Specifically, Murphy’s analysis failed basic standards of analytical review, such as not being “based on a random sample of accurate data from the relevant applicant pool and time period.”[16] Murphy had access to information about almost 60,000 job applicants; yet his analysis was based on only a little over 2,000 applicants, “with many of the 2,014 entries being duplicates.” Because he failed to explain how he constructed his database, it was only through “painstaking” comparison with discovery and investigative materials that Freeman was able to uncover the numerous mistakes made by Murphy.[17]

In fact, according to Judge Titus, the EEOC’s expert appeared to have “deliberately ignored the data that was available from the relevant time period” to achieve the EEOC’s desired results. Judge Titus accused Murphy of an “egregious example of scientific dishonesty” because he “cherry-picked certain individuals from the other discovery materials in an attempt to pump up the number of ‘fails’ [applicants not hired when they failed the background check] in his database.”[18] Murphy’s manipulation rendered his data “a meaningless, skewed statistic.”

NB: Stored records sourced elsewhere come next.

//! # CLAPKIT Common Library
//!
//! Core of the two-stage film-production pipeline editor:
//! - Document model (Stage 1 story/assets, Stage 2 shot division)
//! - Parse pipeline with auto-fix and positioned syntax diagnostics
//! - Multi-file merge with id-collision handling
//! - Structural validators producing categorized diagnostics
//! - Scene-to-shot re-segmentation (the shot reconciler)
//! - Prompt and export helpers
//!
//! Everything here is synchronous and pure over its inputs; callers own the
//! current document and replace it wholesale after each operation.

pub mod autofix;
pub mod collector;
pub mod error;
pub mod export;
pub mod merge;
pub mod model;
pub mod parse;
pub mod prompt;
pub mod reconcile;
mod similarity;
pub mod validate;

pub use error::{Error, Result};
pub use model::{Document, DocumentKind};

When these mistakes were brought to the attention of the EEOC, Murphy filed a new report (past the court-imposed deadline)[19] that did not correct the problems and, in fact, “managed to introduce fresh errors into his new analysis, including many additional duplicates, material coding errors, and more double-counting.” He added only a handful of new applicants to his databases “in a laughable attempt to better capture the relevant time period,” and the judge noted that, “suspiciously, 11 of these double-counts are ‘fail’ while only 2 of them are ‘passes.’”[20 ]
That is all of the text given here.